Since the Taliban seized power in Afghanistan in 2021, women and girls have been stripped of almost all their rights. Four years later, the situation has only worsened.
In Afghanistan, to be a woman is to live in a prison without walls. Since the Taliban came to power, girls are forbidden to study, condemned to ignorance; women cannot work, silenced and confined to the home; they cannot play sports; they cannot appear in public media, erased from society; and they cannot go out on the street without covering their face and body, stripped of their identity. They cannot look out onto balconies or be seen from a window, as if their mere presence were a threat. They have been forbidden to sing, and even more cruelly, to listen to another woman's voice. Along with their income, they have lost their dignity.
In life, one action always triggers another, whether we want it or not. This oppression not only erases women from society, but condemns them to total dependence. Without education, employment or even the freedom to move, many families see forced marriage as the only way out for their daughters, handing them over to much older husbands in exchange for a dowry or simply to reduce the economic burden. But once married, there is no escape: the Taliban have annulled the right to divorce, leaving thousands of women trapped in abusive marriages or, worse, forced to return to their abusers, with no chance of ever freeing themselves from domestic violence.
"We are not human, we have no feelings, we have nothing anymore, we feel like we are nothing anymore."
Afghan woman in British interview.
In Taliban Afghanistan, women have been reduced to a lower status, considered little more than possessions under the control of their fathers, husbands or brothers. They are viewed by a culture that considers them invisible and insignificant in the eyes of men. They are not allowed to leave the house without a male escort, a "mahram"; nor to receive medical attention from male doctors; nor to scream in pain in hospitals if men are around, as their voice is considered a "temptation".
Punishment for defying these rules is brutal. Women who are seen on the street without the imposed dress or without a male guardian are beaten with whips in public or even arbitrarily detained. In addition, any attempt to speak out against the regime is harshly repressed. The human right to freedom of expression has been completely nullified for them, as peaceful protests by women demanding their right to education and work have been repressed with tear gas, gunshots in the air and abductions in which women are forced to record "confessions" in which they retract their demands.
The Taliban, for their part, deny the endless allegations of gender discrimination, arguing that they act in accordance with Islamic Sharia law. But this, coupled with non-interference by states, means that women's place behind doors, where violence is invisible, is considered private.
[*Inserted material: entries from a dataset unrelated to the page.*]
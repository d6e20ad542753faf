//! Record types for the weekly board report.
//!
//! This module defines two families of types:
//!
//! - Wire records deserialized from the project-management REST API
//!   ([`Board`], [`Card`], [`Checklist`], [`Action`], ...). These are
//!   read-only snapshots taken once per run; unknown JSON fields are
//!   ignored.
//! - Report records produced by the aggregation pipeline ([`ReportRow`],
//!   [`BoardRows`]). Text fields default to the empty string and ratios
//!   default to `0.0`, so a row is always serializable.

use chrono::{DateTime, Utc};
use serde::Deserialize;

/// A top-level board, the root grouping unit of the report.
#[derive(Debug, Clone, PartialEq, Eq, Deserialize)]
pub struct Board {
    pub id: String,
    pub name: String,
}

/// A label attached to a card. Label names drive card exclusion.
#[derive(Debug, Clone, PartialEq, Eq, Deserialize)]
pub struct Label {
    pub name: String,
}

/// An open work item on a board.
#[derive(Debug, Clone, PartialEq, Eq, Deserialize)]
#[serde(rename_all = "camelCase")]
pub struct Card {
    pub id: String,
    pub name: String,

    /// Identifier of the containing list (the card's "project").
    pub id_list: String,

    /// Checklist identifiers. A card without checklists carries no
    /// trackable work and is skipped by the todo pass.
    #[serde(default)]
    pub id_checklists: Vec<String>,

    #[serde(default)]
    pub labels: Vec<Label>,
}

/// A named list (column) within a board.
#[derive(Debug, Clone, PartialEq, Eq, Deserialize)]
pub struct ListInfo {
    pub id: String,
    pub name: String,
}

/// A member assigned to a card or acting on it.
#[derive(Debug, Clone, PartialEq, Eq, Deserialize)]
#[serde(rename_all = "camelCase")]
pub struct Member {
    pub full_name: String,
}

/// Completion state of a single check item.
#[derive(Debug, Clone, Copy, PartialEq, Eq, Deserialize)]
#[serde(rename_all = "lowercase")]
pub enum CheckItemState {
    Complete,
    Incomplete,
}

/// One checkable sub-task within a checklist.
#[derive(Debug, Clone, PartialEq, Eq, Deserialize)]
pub struct CheckItem {
    pub name: String,
    pub state: CheckItemState,
}

impl CheckItem {
    /// Returns true if this item is a decorative separator (`---` / `===`),
    /// excluded from all counts and never rendered as a todo.
    #[must_use]
    pub fn is_separator(&self) -> bool {
        let trimmed = self.name.trim();
        trimmed.starts_with("---") || trimmed.starts_with("===")
    }

    /// Returns true if this item counts toward the additional-work ratio
    /// (trimmed name starts with `+`). Additional items still count toward
    /// the item total.
    #[must_use]
    pub fn is_additional(&self) -> bool {
        self.name.trim().starts_with('+')
    }

    /// Returns true if this item is marked complete.
    #[must_use]
    pub fn is_complete(&self) -> bool {
        self.state == CheckItemState::Complete
    }
}

/// A named group of check items on a card.
#[derive(Debug, Clone, PartialEq, Eq, Deserialize)]
#[serde(rename_all = "camelCase")]
pub struct Checklist {
    pub name: String,

    #[serde(default)]
    pub check_items: Vec<CheckItem>,
}

/// Activity-event kinds recognized by the report.
///
/// The feed may contain other kinds; they deserialize to [`ActionKind::Other`]
/// and are dropped by the classifier.
#[derive(Debug, Clone, Copy, PartialEq, Eq, Deserialize)]
#[serde(rename_all = "camelCase")]
pub enum ActionKind {
    UpdateCheckItemStateOnCard,
    CommentCard,
    #[serde(other)]
    Other,
}

/// Card reference carried inside an action's data envelope.
#[derive(Debug, Clone, PartialEq, Eq, Deserialize)]
pub struct ActionCard {
    pub id: String,
    pub name: String,
}

/// Check-item reference carried by checklist-state-change actions.
#[derive(Debug, Clone, PartialEq, Eq, Deserialize)]
pub struct ActionCheckItem {
    pub name: String,
    pub state: CheckItemState,
}

/// Kind-specific payload of an activity event.
///
/// `check_item` is present for checklist-state changes, `text` for comments.
#[derive(Debug, Clone, PartialEq, Eq, Deserialize)]
#[serde(rename_all = "camelCase")]
pub struct ActionData {
    pub card: ActionCard,

    #[serde(default)]
    pub check_item: Option<ActionCheckItem>,

    #[serde(default)]
    pub text: Option<String>,
}

/// A timestamped activity event referencing a card and an acting member.
#[derive(Debug, Clone, PartialEq, Eq, Deserialize)]
#[serde(rename_all = "camelCase")]
pub struct Action {
    pub id: String,

    #[serde(rename = "type")]
    pub kind: ActionKind,

    pub date: DateTime<Utc>,

    pub data: ActionData,

    pub member_creator: Member,
}

/// One normalized output record of the report.
///
/// Rows are keyed for merge purposes by `(project, item)`. The `done` and
/// `todos` fields accumulate text across merges and are only ever appended
/// to, never truncated.
#[derive(Debug, Clone, PartialEq)]
pub struct ReportRow {
    pub board: String,

    /// Containing list name, or a sentinel when the lookup failed.
    pub project: String,

    /// Card name.
    pub item: String,

    /// Acting or assigned member display name(s), comma-joined.
    pub member: String,

    /// Completion ratio in `[0.0, 1.0]`, rounded to 2 decimals.
    pub progress: f64,

    /// Additional-work ratio in `[0.0, 1.0]`, rounded to 2 decimals.
    pub additional_rate: f64,

    /// ISO date, `YYYY-MM-DD`.
    pub date: String,

    /// Narrative of completed or commented work, newline-concatenated.
    pub done: String,

    /// Outstanding-item listing, newline-concatenated.
    pub todos: String,
}

impl ReportRow {
    /// Merge key: rows with the same `(project, item)` pair are rolled up
    /// together in the summary view.
    #[must_use]
    pub fn key(&self) -> (&str, &str) {
        (&self.project, &self.item)
    }
}

/// Per-board accumulator: the rows one board contributed to a report pass.
///
/// A board whose fetch failed still contributes a container with an empty
/// row set, so both halves of the report cover the same board sequence.
#[derive(Debug, Clone, PartialEq)]
pub struct BoardRows {
    pub board: String,
    pub rows: Vec<ReportRow>,
}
Every day, Afghan women struggle to survive in a system that oppresses and marginalizes them, but the international community is beginning to understand that indifference is the worst harm that can be done. Women around the world are joining forces and raising their voices in defense of those who have been silenced. The clearest example of this global solidarity is the powerful speech of actress Meryl Streep who truthfully and starkly stated:
" A squirrel has more rights than a girl today in Afghanistan".

But Afghan women don't just need words, they need action. They need the government to understand that women's rights are human rights; they are not only an essential inheritance of the dignity but also of the value of the human person. They need the world not to forget them, for the international community to stop looking the other way and, together with them, to exert real pressure on a regime that condemns them to confinement and submission.
History has shown that no system of oppression and dictatorship is eternal, and although today the future seems bleak, the resistance of these women continues to beat in every silenced protest and in every hope that still refuses to die. Because the struggle for freedom and human rights has no borders and as long as there are voices that still stand up for them, their cause will live on.